§ **ASSIGNMENT**: Where in the data does the word "Debug" appear? Find those lines and copy them.

§ **INPUT**:
'''
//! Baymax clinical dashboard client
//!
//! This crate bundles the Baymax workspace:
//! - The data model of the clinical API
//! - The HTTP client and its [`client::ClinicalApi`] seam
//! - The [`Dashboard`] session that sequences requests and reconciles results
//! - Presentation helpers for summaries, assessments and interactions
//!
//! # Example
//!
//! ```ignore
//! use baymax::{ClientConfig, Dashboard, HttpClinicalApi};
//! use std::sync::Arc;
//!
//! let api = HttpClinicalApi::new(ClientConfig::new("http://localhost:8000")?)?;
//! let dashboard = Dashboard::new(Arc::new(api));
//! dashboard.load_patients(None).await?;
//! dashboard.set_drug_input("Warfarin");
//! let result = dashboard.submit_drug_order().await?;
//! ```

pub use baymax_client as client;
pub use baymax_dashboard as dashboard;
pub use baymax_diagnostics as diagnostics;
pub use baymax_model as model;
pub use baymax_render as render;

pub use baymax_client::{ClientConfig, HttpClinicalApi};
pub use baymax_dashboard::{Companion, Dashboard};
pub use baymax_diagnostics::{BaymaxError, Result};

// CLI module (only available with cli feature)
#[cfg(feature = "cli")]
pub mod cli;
'''
'''
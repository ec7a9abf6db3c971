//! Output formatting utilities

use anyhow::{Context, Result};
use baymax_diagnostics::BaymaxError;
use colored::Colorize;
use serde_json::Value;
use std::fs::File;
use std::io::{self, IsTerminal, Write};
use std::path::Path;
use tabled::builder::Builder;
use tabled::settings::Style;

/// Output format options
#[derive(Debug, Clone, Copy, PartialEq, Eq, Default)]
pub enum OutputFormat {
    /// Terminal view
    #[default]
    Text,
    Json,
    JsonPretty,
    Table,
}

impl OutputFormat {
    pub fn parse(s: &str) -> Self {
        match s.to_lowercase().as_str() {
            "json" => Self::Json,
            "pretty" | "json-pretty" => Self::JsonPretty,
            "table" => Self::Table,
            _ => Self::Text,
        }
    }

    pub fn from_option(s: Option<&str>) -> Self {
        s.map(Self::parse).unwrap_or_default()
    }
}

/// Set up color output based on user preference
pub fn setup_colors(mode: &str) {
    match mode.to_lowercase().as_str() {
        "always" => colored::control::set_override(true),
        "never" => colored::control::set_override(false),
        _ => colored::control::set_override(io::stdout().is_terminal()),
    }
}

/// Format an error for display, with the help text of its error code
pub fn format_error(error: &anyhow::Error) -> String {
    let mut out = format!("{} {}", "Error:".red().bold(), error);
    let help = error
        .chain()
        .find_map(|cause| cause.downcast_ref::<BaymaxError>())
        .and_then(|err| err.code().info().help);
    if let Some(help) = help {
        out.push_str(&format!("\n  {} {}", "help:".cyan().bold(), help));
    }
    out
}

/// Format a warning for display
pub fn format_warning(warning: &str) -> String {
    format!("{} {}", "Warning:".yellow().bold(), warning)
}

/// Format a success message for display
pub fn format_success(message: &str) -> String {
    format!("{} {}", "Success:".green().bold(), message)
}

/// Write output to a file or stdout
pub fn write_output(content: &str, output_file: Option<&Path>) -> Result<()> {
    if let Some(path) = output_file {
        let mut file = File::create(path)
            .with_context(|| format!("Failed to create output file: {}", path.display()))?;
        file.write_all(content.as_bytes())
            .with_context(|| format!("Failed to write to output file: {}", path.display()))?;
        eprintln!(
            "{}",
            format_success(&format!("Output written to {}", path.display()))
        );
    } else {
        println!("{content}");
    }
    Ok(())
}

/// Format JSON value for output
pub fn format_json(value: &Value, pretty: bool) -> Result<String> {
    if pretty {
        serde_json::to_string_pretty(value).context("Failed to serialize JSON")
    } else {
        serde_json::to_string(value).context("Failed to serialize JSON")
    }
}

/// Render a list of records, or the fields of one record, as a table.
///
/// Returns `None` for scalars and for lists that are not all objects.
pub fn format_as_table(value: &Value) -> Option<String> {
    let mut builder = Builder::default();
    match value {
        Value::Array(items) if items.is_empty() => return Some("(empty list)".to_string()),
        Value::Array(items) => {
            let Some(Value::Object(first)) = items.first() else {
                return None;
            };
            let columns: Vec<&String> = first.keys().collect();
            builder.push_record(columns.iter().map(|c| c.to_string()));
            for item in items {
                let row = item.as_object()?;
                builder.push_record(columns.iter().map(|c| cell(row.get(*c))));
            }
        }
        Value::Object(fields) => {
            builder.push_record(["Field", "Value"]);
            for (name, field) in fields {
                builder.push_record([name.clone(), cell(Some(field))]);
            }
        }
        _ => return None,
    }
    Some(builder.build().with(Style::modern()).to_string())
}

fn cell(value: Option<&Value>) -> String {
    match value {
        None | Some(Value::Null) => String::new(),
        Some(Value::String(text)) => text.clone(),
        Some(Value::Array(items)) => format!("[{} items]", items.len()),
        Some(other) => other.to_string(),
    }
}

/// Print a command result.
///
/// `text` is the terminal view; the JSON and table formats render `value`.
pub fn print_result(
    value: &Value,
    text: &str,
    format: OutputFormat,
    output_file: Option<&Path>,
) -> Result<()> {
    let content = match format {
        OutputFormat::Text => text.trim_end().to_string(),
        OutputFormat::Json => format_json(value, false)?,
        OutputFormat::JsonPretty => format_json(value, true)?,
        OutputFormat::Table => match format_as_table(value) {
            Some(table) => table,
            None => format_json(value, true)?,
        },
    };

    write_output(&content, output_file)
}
'''
'''
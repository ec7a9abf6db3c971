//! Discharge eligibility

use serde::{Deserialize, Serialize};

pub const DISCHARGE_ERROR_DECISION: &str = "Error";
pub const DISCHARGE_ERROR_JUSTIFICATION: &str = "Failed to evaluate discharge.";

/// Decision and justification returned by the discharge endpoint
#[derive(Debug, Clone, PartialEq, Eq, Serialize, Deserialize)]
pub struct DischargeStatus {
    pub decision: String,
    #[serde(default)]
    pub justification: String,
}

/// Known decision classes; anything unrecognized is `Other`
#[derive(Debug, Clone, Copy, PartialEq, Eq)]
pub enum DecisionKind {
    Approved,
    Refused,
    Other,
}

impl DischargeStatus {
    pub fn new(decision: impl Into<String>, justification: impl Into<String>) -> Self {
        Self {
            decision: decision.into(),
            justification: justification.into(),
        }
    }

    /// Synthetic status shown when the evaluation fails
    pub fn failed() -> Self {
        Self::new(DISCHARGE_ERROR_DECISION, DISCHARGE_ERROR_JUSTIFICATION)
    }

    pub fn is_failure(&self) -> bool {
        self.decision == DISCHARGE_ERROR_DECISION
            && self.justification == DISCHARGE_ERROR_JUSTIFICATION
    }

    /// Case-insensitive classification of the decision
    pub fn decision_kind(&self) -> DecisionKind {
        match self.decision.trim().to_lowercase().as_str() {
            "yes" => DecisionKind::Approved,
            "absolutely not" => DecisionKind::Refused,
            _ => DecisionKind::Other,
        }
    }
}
'''
§ **EXERCISE RESULT**:
#[derive(Debug, Clone, Copy, PartialEq, Eq, Default)]
#[derive(Debug, Clone, PartialEq, Eq, Serialize, Deserialize)]
#[derive(Debug, Clone, Copy, PartialEq, Eq)]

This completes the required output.